I jumped up in an absolute rage. I had, after all, failed myself. When I should have ducked, I bobbed; when I should have backed off, I ran in. What an ass!
“What a fine show!” said my wife as we milled through the departing audience.
“Fine!” I cried.
“Didn’t you like it?”
“All except the pickpocket. Obvious act, overdone, no subtlety,” I said, lighting a cigarette.
“She was a whiz!”
“This way.” I steered my wife toward the stage door.
“Of course,” said my wife blandly, “that man, the one who looks like you, he was a plant. They call them shills, don’t they? Paid by the management to pretend to be part of the audience?”

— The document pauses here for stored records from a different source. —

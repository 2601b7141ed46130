use rhai::{EvalAltResult, ParseError, Position};

#[derive(thiserror::Error, Debug)]
pub enum BridgeError {
    #[error("interpreter not initialized")]
    NotInitialized,

    #[error("interpreter was shut down and cannot be started again in this process")]
    Retired,

    #[error("missing {0}")]
    MissingArgument(&'static str),

    #[error("invalid name '{0}'")]
    InvalidName(String),

    #[error("module '{name}' not found in {searched} include path(s)")]
    ModuleNotFound { name: String, searched: usize },

    #[error("constructor returned no context object")]
    EmptyContext,

    #[error("interpreter failed to start: {0}")]
    Bootstrap(String),

    /// Error text trapped from a running script.
    #[error("{0}")]
    Script(String),

    #[error("{0}")]
    Parse(String),

    #[error("failed to read config '{path}': {source}")]
    ConfigRead {
        path: String,
        #[source]
        source: std::io::Error,
    },

    #[error("failed to parse config: {0}")]
    ConfigParse(#[from] toml::de::Error),
}

impl From<Box<EvalAltResult>> for BridgeError {
    fn from(err: Box<EvalAltResult>) -> Self {
        BridgeError::Script(script_error_text(&err))
    }
}

impl From<ParseError> for BridgeError {
    fn from(err: ParseError) -> Self {
        BridgeError::Parse(err.to_string())
    }
}

/// Readable text for a trapped script error.
///
/// A `throw`n value is reported as itself, followed by where it was thrown;
/// errors raised inside nested function calls are unwrapped to the innermost
/// cause.
pub fn script_error_text(err: &EvalAltResult) -> String {
    match err {
        EvalAltResult::ErrorInFunctionCall(_, _, inner, _) => script_error_text(inner),
        EvalAltResult::ErrorRuntime(value, pos) => with_position(value.to_string(), *pos),
        other => other.to_string(),
    }
}

fn with_position(text: String, pos: Position) -> String {
    if pos.is_none() {
        text
    } else {
        format!("{} ({})", text, pos)
    }
}

#[cfg(test)]
mod tests {
    use super::*;
    use rhai::Engine;

    #[test]
    fn thrown_value_is_reported_verbatim() {
        let engine = Engine::new();
        let err = engine.run("throw \"oops at line 3\";").unwrap_err();
        let text = script_error_text(&err);
        assert!(text.starts_with("oops at line 3"), "{text}");
    }

    #[test]
    fn nested_call_errors_are_unwrapped() {
        let engine = Engine::new();
        let err = engine
            .run("fn inner() { throw \"deep\"; } fn outer() { inner() } outer();")
            .unwrap_err();
        let text = script_error_text(&err);
        assert!(text.starts_with("deep"), "{text}");
    }

    #[test]
    fn other_errors_use_engine_message() {
        let engine = Engine::new();
        let err = engine.run("no_such_function(1)").unwrap_err();
        assert!(script_error_text(&err).contains("no_such_function"));
    }
}
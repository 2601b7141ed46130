/*
 * Log output implementations
 *
 * - StderrOutput: default destination, shared with the host's diagnostics
 * - StdoutOutput: for hosts that capture stdout
 * - FileOutput: appends to a file, optionally flushing every line
 *
 * Records are rendered either as the classic text line or as one JSON
 * object per line.
 */

use serde::Serialize;
use std::fs::{File, OpenOptions};
use std::io::{self, Write};
use std::path::Path;

use crate::config::{LogConfig, LogFormat, LogLevel, LogType};

/// A single log event before rendering.
#[derive(Debug, Clone, Serialize)]
pub struct LogRecord<'a> {
    pub timestamp: &'a str,
    pub level: LogLevel,
    pub message: &'a str,
    #[serde(skip_serializing_if = "Option::is_none")]
    pub context: Option<&'a str>,
    pub file: &'a str,
    pub line: u32,
    pub module: &'a str,
}

impl LogRecord<'_> {
    /// `<ts> [LEVEL] [file:line] [module] message | context`
    pub fn to_text(&self) -> String {
        let level_str = self.level.as_str();
        match self.context {
            Some(ctx) => format!(
                "{} [{}] [{}:{}] [{}] {} | {}",
                self.timestamp, level_str, self.file, self.line, self.module, self.message, ctx
            ),
            None => format!(
                "{} [{}] [{}:{}] [{}] {}",
                self.timestamp, level_str, self.file, self.line, self.module, self.message
            ),
        }
    }

    pub fn to_json(&self) -> String {
        serde_json::to_string(self).unwrap_or_else(|_| self.to_text())
    }

    pub fn render(&self, format: LogFormat) -> String {
        match format {
            LogFormat::Text => self.to_text(),
            LogFormat::Json => self.to_json(),
        }
    }
}

pub trait LogOutput: Send + Sync {
    fn write_log(&mut self, formatted_message: &str) -> Result<(), String>;

    fn flush(&mut self) -> Result<(), String> {
        Ok(())
    }
}

pub struct StderrOutput;

impl LogOutput for StderrOutput {
    fn write_log(&mut self, formatted_message: &str) -> Result<(), String> {
        writeln!(io::stderr(), "{}", formatted_message)
            .map_err(|e| format!("Failed to write to stderr: {}", e))
    }
}

pub struct StdoutOutput;

impl LogOutput for StdoutOutput {
    fn write_log(&mut self, formatted_message: &str) -> Result<(), String> {
        writeln!(io::stdout(), "{}", formatted_message)
            .map_err(|e| format!("Failed to write to stdout: {}", e))
    }

    fn flush(&mut self) -> Result<(), String> {
        io::stdout()
            .flush()
            .map_err(|e| format!("Failed to flush stdout: {}", e))
    }
}

pub struct FileOutput {
    file: File,
    force_flush: bool,
}

impl FileOutput {
    pub fn new(file_path: &str, force_flush: bool) -> Result<Self, String> {
        // Create directory if it doesn't exist
        if let Some(parent) = Path::new(file_path).parent() {
            if !parent.as_os_str().is_empty() && !parent.exists() {
                std::fs::create_dir_all(parent)
                    .map_err(|e| format!("Failed to create log directory: {}", e))?;
            }
        }

        let file = OpenOptions::new()
            .create(true)
            .append(true)
            .open(file_path)
            .map_err(|e| format!("Failed to open log file: {}", e))?;

        Ok(FileOutput { file, force_flush })
    }
}

impl LogOutput for FileOutput {
    fn write_log(&mut self, formatted_message: &str) -> Result<(), String> {
        self.file
            .write_all(formatted_message.as_bytes())
            .and_then(|_| self.file.write_all(b"\n"))
            .map_err(|e| format!("Failed to write to log file: {}", e))?;

        if self.force_flush {
            self.flush()?;
        }
        Ok(())
    }

    fn flush(&mut self) -> Result<(), String> {
        self.file
            .flush()
            .map_err(|e| format!("Failed to flush log file: {}", e))
    }
}

pub fn create_log_output(config: &LogConfig) -> Result<Box<dyn LogOutput>, String> {
    match config.log_type {
        LogType::Stderr => Ok(Box::new(StderrOutput)),
        LogType::Stdout => Ok(Box::new(StdoutOutput)),
        LogType::File => {
            let file_path = config
                .resolved_file_path()
                .ok_or_else(|| "File output requires 'file_path'".to_string())?;
            Ok(Box::new(FileOutput::new(&file_path, config.force_flush)?))
        }
    }
}
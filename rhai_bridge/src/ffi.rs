//! C entry points.
//!
//! Every returned `char*` is allocated with `malloc` and belongs to the
//! caller (`free` or `rhai_bridge_free`). The one exception is
//! `rhai_bridge_get_handler`, which lends out the registry's copy.

use std::ffi::CStr;
use std::os::raw::{c_char, c_int};
use std::ptr;

use cannoli_core::c_string::{free_c_string, into_owned_c_string};
use cannoli_core::{install_accessor, HostRequest, HostValue, Request, Response, StringifyFn};
use liblogger_macros::{catch_panic, measure_time};

use crate::bridge::bridge;
use crate::error::BridgeError;

fn flag(result: Result<(), BridgeError>) -> c_int {
    result.is_ok() as c_int
}

fn text(value: HostValue) -> String {
    value.project().unwrap_or_default()
}

fn panic_response() -> *mut c_char {
    Response::internal_error("rhai_bridge panicked").into_c_string()
}

/// Dispatch one request to the registered handler.
///
/// # Safety
/// Every argument must be NULL or a live host value for the duration of the call.
#[catch_panic(fallback = panic_response())]
#[measure_time]
#[no_mangle]
pub unsafe extern "C" fn cannoli_dispatch(
    method: HostValue,
    path: HostValue,
    path_info: HostValue,
    query_string: HostValue,
    body: HostValue,
    headers: HostValue,
    remote_addr: HostValue,
    content_type: HostValue,
) -> *mut c_char {
    let request = Request::from_host(&HostRequest {
        method,
        path,
        path_info,
        query_string,
        body,
        headers,
        remote_addr,
        content_type,
    });
    bridge().dispatch(&request).into_c_string()
}

/// Like `cannoli_dispatch`, but calls `sub_name` instead of the registered handler.
///
/// # Safety
/// Same contract as [`cannoli_dispatch`].
#[catch_panic(fallback = panic_response())]
#[no_mangle]
pub unsafe extern "C" fn rhai_bridge_call_handler(
    sub_name: HostValue,
    method: HostValue,
    path: HostValue,
    path_info: HostValue,
    query_string: HostValue,
    body: HostValue,
    headers: HostValue,
    remote_addr: HostValue,
    content_type: HostValue,
) -> *mut c_char {
    let request = Request::from_host(&HostRequest {
        method,
        path,
        path_info,
        query_string,
        body,
        headers,
        remote_addr,
        content_type,
    });
    bridge().call_handler(&text(sub_name), &request).into_c_string()
}

/// Call `sub_name(a1, a2, a3, a4)` with string arguments.
///
/// # Safety
/// Every argument must be NULL or a live host value.
#[catch_panic(fallback = panic_response())]
#[no_mangle]
pub unsafe extern "C" fn rhai_bridge_call4(
    sub_name: HostValue,
    a1: HostValue,
    a2: HostValue,
    a3: HostValue,
    a4: HostValue,
) -> *mut c_char {
    let args = [text(a1), text(a2), text(a3), text(a4)];
    bridge().call_positional(&text(sub_name), args).into_c_string()
}

/// Install the value accessor explicitly. Without this, `strada_to_str` is
/// looked up in the running process on first use.
#[catch_panic]
#[no_mangle]
pub extern "C" fn rhai_bridge_set_accessor(accessor: Option<StringifyFn>) -> c_int {
    match accessor {
        Some(accessor) => install_accessor(accessor) as c_int,
        None => 0,
    }
}

#[catch_panic]
#[no_mangle]
pub extern "C" fn rhai_bridge_init(_unused: *const c_char) -> c_int {
    flag(bridge().init())
}

#[catch_panic]
#[no_mangle]
pub extern "C" fn rhai_bridge_is_init() -> c_int {
    bridge().is_initialized() as c_int
}

#[catch_panic]
#[no_mangle]
pub extern "C" fn rhai_bridge_shutdown() {
    bridge().shutdown()
}

/// # Safety
/// `path` must be NULL or a live host value.
#[catch_panic]
#[no_mangle]
pub unsafe extern "C" fn rhai_bridge_add_inc(path: HostValue) -> c_int {
    flag(bridge().add_include_path(&text(path)))
}

/// # Safety
/// `module` must be NULL or a live host value.
#[catch_panic]
#[no_mangle]
pub unsafe extern "C" fn rhai_bridge_use(module: HostValue) -> c_int {
    flag(bridge().use_module(&text(module)))
}

/// # Safety
/// `file` must be NULL or a live host value.
#[catch_panic]
#[no_mangle]
pub unsafe extern "C" fn rhai_bridge_do(file: HostValue) -> c_int {
    flag(bridge().do_file(&text(file)))
}

/// # Safety
/// `path` must be NULL or a live host value.
#[catch_panic]
#[no_mangle]
pub unsafe extern "C" fn rhai_bridge_load_cannoli(path: HostValue) -> c_int {
    flag(bridge().load_cannoli(&text(path)))
}

/// # Safety
/// `name` must be NULL or a live host value.
#[catch_panic]
#[no_mangle]
pub unsafe extern "C" fn rhai_bridge_set_handler(name: HostValue) {
    bridge().registry_mut().set_handler(name.project().as_deref())
}

/// # Safety
/// `path` must be NULL or a live host value.
#[catch_panic]
#[no_mangle]
pub unsafe extern "C" fn rhai_bridge_set_cannoli_path(path: HostValue) {
    bridge().registry_mut().set_module_path(path.project().as_deref())
}

/// Borrowed handler name, NULL when unset. Valid until the next
/// `rhai_bridge_set_handler` or `rhai_bridge_shutdown`.
#[catch_panic(fallback = ptr::null())]
#[no_mangle]
pub extern "C" fn rhai_bridge_get_handler() -> *const c_char {
    bridge().registry().handler_ptr()
}

/// Evaluate a snippet. Returns the rendered value or `ERROR:<message>`.
///
/// # Safety
/// `code` must be NULL or a NUL-terminated string.
#[catch_panic(fallback = panic_response())]
#[no_mangle]
pub unsafe extern "C" fn rhai_bridge_eval(code: *const c_char) -> *mut c_char {
    if code.is_null() {
        return into_owned_c_string("");
    }
    let code = CStr::from_ptr(code).to_string_lossy();
    into_owned_c_string(&bridge().eval(&code))
}

/// Message of the last failed operation, or an empty string.
#[catch_panic(fallback = panic_response())]
#[no_mangle]
pub extern "C" fn rhai_bridge_get_error() -> *mut c_char {
    into_owned_c_string(&bridge().last_error())
}

/// Release a string returned by this library.
///
/// # Safety
/// `ptr` must be NULL or a string returned by this library, not yet freed.
#[no_mangle]
pub unsafe extern "C" fn rhai_bridge_free(ptr: *mut c_char) {
    free_c_string(ptr)
}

“No man would take money for a spectacle like that,” I said. “No, he was just some boob who didn’t know how to be careful.”
“What are we doing back here?”
Blinking around, we found we were backstage.
Perhaps I wished to stride up to my twin, shouting, “Half-baked ox! Insulter of all men! Play a flute: you dance. Tickle your chin: you jump like a puppet! Jerk!”
The truth was, of course, I must see my twin close-up, confront the traitor and see where his true flesh differed from mine. After all, wouldn’t I have done better in his place?!
The backstage was lit in blooms and isolated flushes, now bright, now dark, where the other magicians stood chatting. And there, there was Miss Quick!
And there, smiling, was my twin!
“You did fine, Charlie,” said Miss Quick.
My twin’s name was Charlie. Stupid name.
Charlie patted Miss Quick’s cheek. “You did fine, ma’am!”
God, it was true! A shill, a confederate. Paid what? Five, ten dollars for letting his shirt be torn oft, letting his pants drop with his pride? What a turncoat, traitor!
I stood, glaring.
He glanced up.
Perhaps he saw me.
Perhaps some bit of my rage and impacted sorrow reached him.
He held my gaze for only a moment, his mouth wide, as if he had just seen an old school chum. But, not remembering my name, could not call out, so let the moment pass.
He saw my rage. His face paled. His smile died. He glanced quickly away. He did not look up again, but stood pretending to listen to Miss Quick, who was laughing and talking with the other magicians.
I stared at him and stared again. Sweat oiled his face. My hate melted. My temper cooled. I saw his profile clearly, his chin, eyes, nose, hairline; I memorized it all. Then I heard someone say:
“It was a fine show!”
My wife, moving forward, shook the hand of the pickpocketing beast.
On the street, I said, “Well, I’m satisfied.”
“About what?” asked my wife.
“He doesn’t look like me at all. Chin’s too sharp. Nose is smaller. Lower lip isn’t full enough. Too much eyebrow. Onstage, far oft, had me going. But close up, no, no. It was the crew cut and horn-rims fooled us. Anyone could have horn-rims and a crew cut.”